A few weeks ago, former White House advisor Karl Rove made waves by questioning Senator Hillary Clinton’s electability. In an interview with Rush Limbaugh, Rove stated that Senator Clinton was a “fatally flawed” candidate. Rove explained that Senator Clinton’s approvals were, “in the high 40s on the negative side and just below that on the positive side” and that “there’s nobody who has ever won the presidency who started out in that kind of position.”
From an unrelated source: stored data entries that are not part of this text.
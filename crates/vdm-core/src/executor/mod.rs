//! One attempt cycle for one item, run to a terminal outcome on a blocking
//! worker thread.
//!
//! The cycle is: probe for the remote id, primary attempt, one uncounted
//! recovery attempt after a stale-range conflict, then the platform's
//! fallback chain in order. Every exit path reports exactly one outcome
//! through the engine event channel; nothing here touches scheduler state.

pub mod progress;

use std::sync::Arc;

use tokio::sync::mpsc;

use crate::events::{EngineEvent, Outcome};
use crate::fetch::{FetchError, FetchOptions, FetchSignal, Fetcher};
use crate::registry::{ItemId, Progress};
use crate::retry::{self, advisory_hint, stale_range_conflict, FallbackStep};
use crate::session::AttemptSession;
use crate::storage;

use progress::{GateEvent, ProgressGate};

/// Executes one outcome cycle for one item.
pub struct AttemptExecutor {
    pub item: ItemId,
    pub url: String,
    pub base: FetchOptions,
    pub chain: Vec<FallbackStep>,
    pub fetcher: Arc<dyn Fetcher>,
    pub session: Arc<AttemptSession>,
    pub events: mpsc::UnboundedSender<EngineEvent>,
}

impl AttemptExecutor {
    /// Run the cycle on a dedicated blocking thread. Returns immediately;
    /// the outcome arrives asynchronously on the event channel.
    pub fn spawn(self) {
        tokio::task::spawn_blocking(move || self.run());
    }

    /// Blocking entry point; also callable directly from tests.
    pub fn run(self) {
        self.send(EngineEvent::Progress {
            item: self.item,
            progress: Progress::Indeterminate,
        });
        self.log(format!("start download: {}", self.url));

        let media_id = self
            .fetcher
            .probe(&self.url, &self.base)
            .ok()
            .and_then(|probe| probe.id)
            .unwrap_or_default();

        let mut gate = ProgressGate::new();
        let outcome = self.drive(&mut gate, &media_id);
        self.send(EngineEvent::Outcome {
            item: self.item,
            outcome,
        });
    }

    fn drive(&self, gate: &mut ProgressGate, media_id: &str) -> Outcome {
        let mut last_error = match self.run_attempt(&self.base, gate) {
            Ok(()) => return self.succeed(gate, "primary attempt"),
            Err(FetchError::Canceled) => return self.canceled(),
            Err(FetchError::Failed(msg)) => {
                self.log(format!("first attempt failed: {msg}"));
                if let Some(hint) = advisory_hint(&msg) {
                    self.log(format!("hint: {}", hint.advice()));
                }
                msg
            }
        };

        if stale_range_conflict(&last_error) {
            match storage::purge_stale_partials(&self.base.output_dir, media_id) {
                Ok(n) if n > 0 => self.log(format!("removed {n} stale partial file(s)")),
                Ok(_) => {}
                Err(e) => self.log(format!("partial cleanup failed: {e}")),
            }
            match self.run_attempt(&retry::range_recovery(&self.base), gate) {
                Ok(()) => return self.succeed(gate, "fresh retry after range conflict"),
                Err(FetchError::Canceled) => return self.canceled(),
                Err(FetchError::Failed(msg)) => {
                    self.log(format!("fresh retry after range conflict failed: {msg}"));
                    last_error = msg;
                }
            }
        }

        for step in &self.chain {
            self.log(format!("retrying via {}", step.label));
            match self.run_attempt(&step.delta.apply(&self.base), gate) {
                Ok(()) => return self.succeed(gate, step.label),
                Err(FetchError::Canceled) => return self.canceled(),
                Err(FetchError::Failed(msg)) => {
                    self.log(format!("fallback {} failed: {msg}", step.label));
                    last_error = msg;
                }
            }
        }

        self.log("cannot download after retries");
        Outcome::Failed(last_error)
    }

    fn run_attempt(&self, options: &FetchOptions, gate: &mut ProgressGate) -> Result<(), FetchError> {
        let mut on_signal = |signal: FetchSignal| {
            for event in gate.translate(signal) {
                self.forward(event);
            }
        };
        self.fetcher
            .attempt(&self.url, options, &self.session, &mut on_signal)
    }

    fn succeed(&self, gate: &mut ProgressGate, label: &str) -> Outcome {
        if let Some(event) = gate.complete() {
            self.forward(event);
        }
        self.log(format!("done ({label})"));
        Outcome::Success
    }

    fn canceled(&self) -> Outcome {
        self.log("canceled by user");
        Outcome::Canceled
    }

    fn forward(&self, event: GateEvent) {
        match event {
            GateEvent::Progress(progress) => self.send(EngineEvent::Progress {
                item: self.item,
                progress,
            }),
            GateEvent::Status(status) => self.send(EngineEvent::Status {
                item: self.item,
                status,
            }),
        }
    }

    fn log(&self, line: impl Into<String>) {
        self.send(EngineEvent::Log {
            item: self.item,
            line: line.into(),
        });
    }

    fn send(&self, event: EngineEvent) {
        // The scheduler may already be gone during shutdown; dropping the
        // event is the correct behavior then.
        let _ = self.events.send(event);
    }
}

#[cfg(test)]
mod tests {
    use super::*;
    use crate::config::VdmConfig;
    use crate::fetch::options::{base_options, FetchBackend, FetchEnv};
    use crate::fetch::MediaProbe;
    use crate::platform::Platform;
    use crate::registry::QualityTier;
    use crate::retry::fallback_chain;
    use std::path::{Path, PathBuf};
    use std::sync::Mutex;

    /// Scripted fetcher: pops one result per attempt and records what it saw.
    struct ScriptFetcher {
        results: Mutex<Vec<Result<(), String>>>,
        seen: Mutex<Vec<FetchOptions>>,
    }

    impl ScriptFetcher {
        fn new(results: Vec<Result<(), String>>) -> Arc<Self> {
            Arc::new(Self {
                results: Mutex::new(results),
                seen: Mutex::new(Vec::new()),
            })
        }

        fn seen(&self) -> Vec<FetchOptions> {
            self.seen.lock().unwrap().clone()
        }
    }

    impl Fetcher for ScriptFetcher {
        fn probe(&self, _url: &str, _options: &FetchOptions) -> Result<MediaProbe, FetchError> {
            Ok(MediaProbe {
                id: Some("vid123".to_string()),
                title: Some("A Video".to_string()),
            })
        }

        fn attempt(
            &self,
            _url: &str,
            options: &FetchOptions,
            session: &AttemptSession,
            on_signal: &mut dyn FnMut(FetchSignal),
        ) -> Result<(), FetchError> {
            session.checkpoint()?;
            self.seen.lock().unwrap().push(options.clone());
            let mut results = self.results.lock().unwrap();
            if results.is_empty() {
                return Err(FetchError::Failed("script exhausted".to_string()));
            }
            match results.remove(0) {
                Ok(()) => {
                    on_signal(FetchSignal::Downloading {
                        downloaded: 100,
                        total: Some(100),
                    });
                    on_signal(FetchSignal::Finished);
                    Ok(())
                }
                Err(msg) => Err(FetchError::Failed(msg)),
            }
        }
    }

    fn executor_for(
        fetcher: Arc<ScriptFetcher>,
        platform: Platform,
        output_dir: &Path,
    ) -> (AttemptExecutor, mpsc::UnboundedReceiver<EngineEvent>) {
        let (tx, rx) = mpsc::unbounded_channel();
        let env = FetchEnv {
            transcoder: Some(PathBuf::from("/usr/bin/ffmpeg")),
            ..FetchEnv::default()
        };
        let base = base_options(
            platform,
            QualityTier::P1080,
            None,
            false,
            output_dir,
            &VdmConfig::default(),
            &env,
        );
        let session = AttemptSession::new(1, tx.clone());
        let executor = AttemptExecutor {
            item: 1,
            url: "https://example.com/v".to_string(),
            base,
            chain: fallback_chain(platform, false),
            fetcher,
            session,
            events: tx,
        };
        (executor, rx)
    }

    fn final_outcome(rx: &mut mpsc::UnboundedReceiver<EngineEvent>) -> Outcome {
        let mut outcome = None;
        while let Ok(event) = rx.try_recv() {
            if let EngineEvent::Outcome { outcome: o, .. } = event {
                outcome = Some(o);
            }
        }
        outcome.expect("executor always reports an outcome")
    }

    #[test]
    fn primary_success_reports_success_and_full_progress() {
        let fetcher = ScriptFetcher::new(vec![Ok(())]);
        let dir = tempfile::tempdir().unwrap();
        let (executor, mut rx) = executor_for(Arc::clone(&fetcher), Platform::Other, dir.path());
        executor.run();

        let mut saw_hundred = false;
        let mut outcome = None;
        while let Ok(event) = rx.try_recv() {
            match event {
                EngineEvent::Progress {
                    progress: Progress::Percent(100),
                    ..
                } => saw_hundred = true,
                EngineEvent::Outcome { outcome: o, .. } => outcome = Some(o),
                _ => {}
            }
        }
        assert!(saw_hundred);
        assert_eq!(outcome, Some(Outcome::Success));
        assert_eq!(fetcher.seen().len(), 1);
    }

    #[test]
    fn fallback_chain_walked_in_order_until_success() {
        // Other platform: chain is just the recode step.
        let fetcher = ScriptFetcher::new(vec![Err("no stream".to_string()), Ok(())]);
        let dir = tempfile::tempdir().unwrap();
        let (executor, mut rx) = executor_for(Arc::clone(&fetcher), Platform::Other, dir.path());
        executor.run();

        assert_eq!(final_outcome(&mut rx), Outcome::Success);
        let seen = fetcher.seen();
        assert_eq!(seen.len(), 2);
        assert!(!seen[0].post.recode_h264);
        assert!(seen[1].post.recode_h264);
    }

    #[test]
    fn exhausted_chain_fails_with_last_error() {
        let fetcher = ScriptFetcher::new(vec![
            Err("first".to_string()),
            Err("second".to_string()),
        ]);
        let dir = tempfile::tempdir().unwrap();
        let (executor, mut rx) = executor_for(fetcher, Platform::Other, dir.path());
        executor.run();
        assert_eq!(final_outcome(&mut rx), Outcome::Failed("second".to_string()));
    }

    #[test]
    fn stale_range_purges_partials_and_retries_without_resume() {
        let dir = tempfile::tempdir().unwrap();
        let stale = dir.path().join("A Video [vid123].f137.mp4.part");
        std::fs::write(&stale, b"x").unwrap();

        let fetcher = ScriptFetcher::new(vec![
            Err("HTTP Error 416: Requested Range Not Satisfiable".to_string()),
            Ok(()),
        ]);
        let (executor, mut rx) = executor_for(Arc::clone(&fetcher), Platform::Other, dir.path());
        executor.run();

        assert_eq!(final_outcome(&mut rx), Outcome::Success);
        assert!(!stale.exists());
        let seen = fetcher.seen();
        assert_eq!(seen.len(), 2);
        assert!(seen[0].tuning.resume);
        assert!(!seen[1].tuning.resume);
        assert_eq!(seen[1].tuning.concurrent_fragments, 1);
    }

    #[test]
    fn cancellation_stops_the_chain_immediately() {
        let fetcher = ScriptFetcher::new(vec![Ok(())]);
        let dir = tempfile::tempdir().unwrap();
        let (executor, mut rx) = executor_for(Arc::clone(&fetcher), Platform::Other, dir.path());
        executor.session.cancel();
        executor.run();

        assert_eq!(final_outcome(&mut rx), Outcome::Canceled);
        // The checkpoint aborted before any attempt was recorded.
        assert!(fetcher.seen().is_empty());
    }

    #[test]
    fn instagram_fallbacks_switch_backends() {
        let fetcher = ScriptFetcher::new(vec![
            Err("login_required".to_string()),
            Err("still broken".to_string()),
            Ok(()),
        ]);
        let dir = tempfile::tempdir().unwrap();
        let (executor, mut rx) = executor_for(Arc::clone(&fetcher), Platform::Instagram, dir.path());
        executor.run();

        assert_eq!(final_outcome(&mut rx), Outcome::Success);
        let seen = fetcher.seen();
        assert_eq!(seen[0].backend, FetchBackend::Native);
        assert_eq!(seen[1].backend, FetchBackend::Instaloader);
        assert_eq!(seen[2].backend, FetchBackend::GalleryDl);
    }
}
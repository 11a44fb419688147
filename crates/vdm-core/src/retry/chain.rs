//! Per-platform fallback chains: ordered option deltas tried after the
//! primary attempt fails. The order is data, not control flow, so each chain
//! is inspectable and testable in isolation.

use crate::fetch::format;
use crate::fetch::options::{ExtractorTweaks, FetchBackend, FetchOptions, YT_CLIENTS_APP_ONLY};
use crate::platform::Platform;

/// Declarative patch over the base `FetchOptions` for one fallback attempt.
#[derive(Debug, Clone, Default)]
pub struct OptionDelta {
    pub format: Option<&'static str>,
    /// Reset every extractor tweak to defaults.
    pub drop_extractor_tweaks: bool,
    /// Drop only the Facebook HD request.
    pub drop_facebook_hd: bool,
    /// Replace the YouTube player client set.
    pub youtube_clients: Option<(&'static [&'static str], &'static [&'static str])>,
    /// Set or replace the Referer header.
    pub referer: Option<&'static str>,
    pub force_generic: bool,
    /// Switch to an alternate fetch engine.
    pub backend: Option<FetchBackend>,
    pub recode_h264: bool,
    pub drop_thumbnails: bool,
}

impl OptionDelta {
    /// Apply this delta on top of a base option set.
    pub fn apply(&self, base: &FetchOptions) -> FetchOptions {
        let mut opts = base.clone();
        if let Some(fmt) = self.format {
            opts.format = fmt.to_string();
        }
        if self.drop_extractor_tweaks {
            opts.extractor = ExtractorTweaks::default();
        }
        if self.drop_facebook_hd {
            opts.extractor.facebook_hd = false;
        }
        if let Some(clients) = self.youtube_clients {
            opts.extractor.youtube_clients = Some(clients);
        }
        if let Some(referer) = self.referer {
            opts.headers.retain(|(k, _)| k != "Referer");
            opts.headers.push(("Referer".to_string(), referer.to_string()));
        }
        if self.force_generic {
            opts.force_generic = true;
        }
        if let Some(backend) = self.backend {
            opts.backend = backend;
        }
        if self.recode_h264 {
            opts.post.recode_h264 = true;
        }
        if self.drop_thumbnails {
            opts.post.thumbnails_jpg = false;
        }
        opts
    }
}

/// One fallback attempt: a label for the log stream plus the option patch.
#[derive(Debug, Clone)]
pub struct FallbackStep {
    pub label: &'static str,
    pub delta: OptionDelta,
}

impl FallbackStep {
    fn new(label: &'static str, delta: OptionDelta) -> Self {
        Self { label, delta }
    }
}

/// Ordered fallback chain for a platform. Every chain ends with the forced
/// H.264/AAC re-encode; each step is attempted at most once per cycle.
pub fn fallback_chain(platform: Platform, has_cookies: bool) -> Vec<FallbackStep> {
    let mut chain = Vec::new();

    match platform {
        Platform::TikTok => {
            chain.push(FallbackStep::new(
                "tiktok-simple",
                OptionDelta {
                    format: Some(format::SIMPLE),
                    drop_extractor_tweaks: true,
                    ..OptionDelta::default()
                },
            ));
        }
        Platform::Facebook => {
            chain.push(FallbackStep::new(
                "facebook-simple",
                OptionDelta {
                    format: Some(format::SIMPLE),
                    drop_facebook_hd: true,
                    ..OptionDelta::default()
                },
            ));
        }
        Platform::Reddit => {
            chain.push(FallbackStep::new(
                "reddit-generic",
                OptionDelta {
                    format: Some("bv*+ba/best"),
                    referer: Some("https://www.reddit.com/"),
                    force_generic: true,
                    ..OptionDelta::default()
                },
            ));
        }
        Platform::Instagram => {
            chain.push(FallbackStep::new(
                "instagram-instaloader",
                OptionDelta {
                    backend: Some(FetchBackend::Instaloader),
                    ..OptionDelta::default()
                },
            ));
            chain.push(FallbackStep::new(
                "instagram-gallery-dl",
                OptionDelta {
                    backend: Some(FetchBackend::GalleryDl),
                    ..OptionDelta::default()
                },
            ));
        }
        Platform::YouTube => {
            if has_cookies {
                chain.push(FallbackStep::new(
                    "youtube-app-client",
                    OptionDelta {
                        format: Some(format::SIMPLE),
                        youtube_clients: Some(YT_CLIENTS_APP_ONLY),
                        ..OptionDelta::default()
                    },
                ));
            }
            chain.push(FallbackStep::new(
                "youtube-simple",
                OptionDelta {
                    format: Some(format::SIMPLE),
                    ..OptionDelta::default()
                },
            ));
        }
        Platform::Dailymotion | Platform::Telegram | Platform::Other => {}
    }

    chain.push(FallbackStep::new(
        "recode-h264",
        OptionDelta {
            recode_h264: true,
            drop_thumbnails: true,
            ..OptionDelta::default()
        },
    ));

    chain
}

/// Options for the one-shot recovery attempt after a stale-range conflict:
/// resume and chunking off so the transfer starts from byte zero.
pub fn range_recovery(base: &FetchOptions) -> FetchOptions {
    let mut opts = base.clone();
    opts.tuning.resume = false;
    opts.tuning.chunk_size = None;
    opts.tuning.concurrent_fragments = 1;
    opts
}
/// Kill the child and reap it when the session aborts; poll otherwise.
fn run_to_completion(mut cmd: Command, session: &AttemptSession) -> Result<(), FetchError> {
    let mut child = cmd
        .stdin(Stdio::null())
        .stdout(Stdio::null())
        .stderr(Stdio::piped())
        .spawn()
        .map_err(|e| FetchError::Failed(format!("failed to spawn fallback backend: {e}")))?;

    let stderr = child
        .stderr
        .take()
        .ok_or_else(|| FetchError::Failed("backend stderr not captured".into()))?;
    let stderr_tail = std::thread::spawn(move || {
        let mut tail: Vec<String> = Vec::new();
        for line in BufReader::new(stderr).lines().map_while(Result::ok) {
            if tail.len() >= 10 {
                tail.remove(0);
            }
            tail.push(line);
        }
        tail
    });

    loop {
        match child.try_wait() {
            Ok(Some(status)) => {
                let tail = stderr_tail.join().unwrap_or_default();
                return if status.success() {
                    Ok(())
                } else if tail.is_empty() {
                    Err(FetchError::Failed(format!("backend exited with {status}")))
                } else {
                    Err(FetchError::Failed(tail.join("\n")))
                };
            }
            Ok(None) => {
                if session.checkpoint().is_err() {
                    let _ = child.kill();
                    let _ = child.wait();
                    let _ = stderr_tail.join();
                    return Err(FetchError::Canceled);
                }
                std::thread::sleep(Duration::from_millis(200));
            }
            Err(e) => {
                return Err(FetchError::Failed(format!("failed to poll backend: {e}")));
            }
        }
    }
}

/// Parse a `vdm:<downloaded>/<total>` progress line. Total may be `NA`.
fn parse_progress(line: &str) -> Option<(u64, Option<u64>)> {
    let rest = line.trim().strip_prefix("vdm:")?;
    let (downloaded, total) = rest.split_once('/')?;
    let downloaded = downloaded.trim().parse::<f64>().ok()? as u64;
    let total = total.trim().parse::<f64>().ok().map(|t| t as u64);
    Some((downloaded, total))
}

/// Output template: custom base wins; otherwise title + [id] so stale
/// partial cleanup can find the artifacts.
fn output_template(options: &FetchOptions) -> String {
    let base = match (&options.filename_base, options.per_item_subfolder) {
        (Some(base), true) => format!("{base}/{base}.%(ext)s"),
        (Some(base), false) => format!("{base}.%(ext)s"),
        (None, true) => "%(title).190B [%(id)s]/%(title).190B [%(id)s].%(ext)s".to_string(),
        (None, false) => "%(title)s [%(id)s].%(ext)s".to_string(),
    };
    options.output_dir.join(base).to_string_lossy().into_owned()
}

/// Flatten a (possibly nested) flat-playlist JSON into video URLs.
fn collect_entries(node: &serde_json::Value, seen: &mut HashSet<String>, out: &mut Vec<String>) {
    let Some(entries) = node.get("entries").and_then(|e| e.as_array()) else {
        return;
    };
    for entry in entries {
        if entry.get("entries").is_some() {
            collect_entries(entry, seen, out);
        } else if let Some(url) = entry_url(entry) {
            if seen.insert(url.clone()) {
                out.push(url);
            }
        }
    }
}

fn entry_url(entry: &serde_json::Value) -> Option<String> {
    if let Some(url) = entry.get("url").and_then(|v| v.as_str()) {
        if url.starts_with("http") {
            return Some(url.to_string());
        }
    }
    entry
        .get("id")
        .and_then(|v| v.as_str())
        .map(|id| format!("https://www.youtube.com/watch?v={id}"))
}

fn instagram_shortcode(url: &str) -> Option<String> {
    for marker in ["/p/", "/reel/", "/tv/"] {
        if let Some(idx) = url.find(marker) {
            let rest = &url[idx + marker.len()..];
            let code: String = rest
                .chars()
                .take_while(|c| c.is_ascii_alphanumeric() || *c == '_' || *c == '-')
                .collect();
            if !code.is_empty() {
                return Some(code);
            }
        }
    }
    None
}

#[cfg(test)]
mod tests {
    use super::*;
    use serde_json::json;
    use vdm_core::config::VdmConfig;
    use vdm_core::fetch::options::{base_options, FetchEnv};
    use vdm_core::registry::QualityTier;

    fn options(per_folder: bool, name: Option<&str>) -> FetchOptions {
        let cfg = VdmConfig {
            per_item_subfolder: per_folder,
            ..VdmConfig::default()
        };
        base_options(
            Platform::YouTube,
            QualityTier::P1080,
            name,
            false,
            Path::new("/tmp/out"),
            &cfg,
            &FetchEnv::default(),
        )
    }

    #[test]
    fn progress_lines_parse() {
        assert_eq!(parse_progress("vdm:1024/4096"), Some((1024, Some(4096))));
        assert_eq!(parse_progress("vdm:1024/NA"), Some((1024, None)));
        assert_eq!(parse_progress("vdm:1536.0/4096.5"), Some((1536, Some(4096))));
        assert_eq!(parse_progress("[download] 12% of ~4MiB"), None);
        assert_eq!(parse_progress(""), None);
    }

    #[test]
    fn output_template_includes_media_id_by_default() {
        let tpl = output_template(&options(false, None));
        assert!(tpl.contains("[%(id)s]"));
        assert!(tpl.starts_with("/tmp/out"));
        assert!(tpl.ends_with(".%(ext)s"));
    }

    #[test]
    fn output_template_uses_custom_base() {
        let tpl = output_template(&options(false, Some("My Clip")));
        assert!(tpl.ends_with("My Clip.%(ext)s"));
        let tpl = output_template(&options(true, Some("My Clip")));
        assert!(tpl.contains("My Clip/My Clip.%(ext)s"));
    }

    #[test]
    fn args_reflect_option_set() {
        let mut opts = options(false, None);
        opts.tuning.resume = false;
        opts.force_generic = true;
        opts.transcoder = Some(PathBuf::from("/usr/bin/ffmpeg"));
        opts.post.remux_mp4 = true;
        let args = YtDlpFetcher::build_args("https://www.youtube.com/watch?v=abc", &opts);
        assert!(args.contains(&"--no-continue".to_string()));
        assert!(args.contains(&"--force-generic-extractor".to_string()));
        assert!(args.contains(&"--ffmpeg-location".to_string()));
        assert!(args.contains(&"--merge-output-format".to_string()));
        assert!(args
            .iter()
            .any(|a| a.starts_with("youtube:player_client=web,web_embedded")));
        assert_eq!(args.last().unwrap(), "https://www.youtube.com/watch?v=abc");
    }

    #[test]
    fn shortcodes_extracted_from_post_urls() {
        assert_eq!(
            instagram_shortcode("https://www.instagram.com/reel/Cx1_ab-9/?igsh=1"),
            Some("Cx1_ab-9".to_string())
        );
        assert_eq!(
            instagram_shortcode("https://www.instagram.com/p/ABC123/"),
            Some("ABC123".to_string())
        );
        assert_eq!(instagram_shortcode("https://www.instagram.com/someuser/"), None);
    }

    #[test]
    fn flat_playlist_entries_flatten_and_dedupe() {
        let value = json!({
            "entries": [
                {"id": "a1"},
                {"url": "https://www.youtube.com/watch?v=b2"},
                {"entries": [{"id": "c3"}, {"id": "a1"}]},
            ]
        });
        let mut seen = HashSet::new();
        let mut out = Vec::new();
        collect_entries(&value, &mut seen, &mut out);
        assert_eq!(
            out,
            vec![
                "https://www.youtube.com/watch?v=a1",
                "https://www.youtube.com/watch?v=b2",
                "https://www.youtube.com/watch?v=c3",
            ]
        );
    }
}
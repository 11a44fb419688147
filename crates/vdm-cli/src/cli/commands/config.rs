//! `vdm config` – show the effective configuration.

use anyhow::Result;
use vdm_core::config::{self, VdmConfig};

pub fn run_config(cfg: &VdmConfig) -> Result<()> {
    println!("config file: {}", config::config_path()?.display());
    println!();
    print!("{}", config::to_toml(cfg)?);
    Ok(())
}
While Democrats muse about whether this is actually a Rovian plot to take Clinton’s electability off the table in the Democrats’ primary (what Democrat wants to parrot Rove’s words?), there is some truth to Rove’s argument. Senator Clinton’s high unfavorables are one of the reasons that she has never run particularly well in her races. In both of her Senate races she ran behind the Democrats at the top of her statewide ticket. Clinton supporters counter that she has plenty of time to turn her unfavorables around, and will be able to reintroduce herself to America during her campaign.

This may be true. After all, her husband did just that in 1992. But Clinton lacks her husband’s charm. Perhaps more importantly, she shares his tendency to attract scandal, which could make it difficult for her to turn her unfavorables around. Her 2008 campaign is proceeding apace, with a fundraising scandal already rearing its head months before the first primary.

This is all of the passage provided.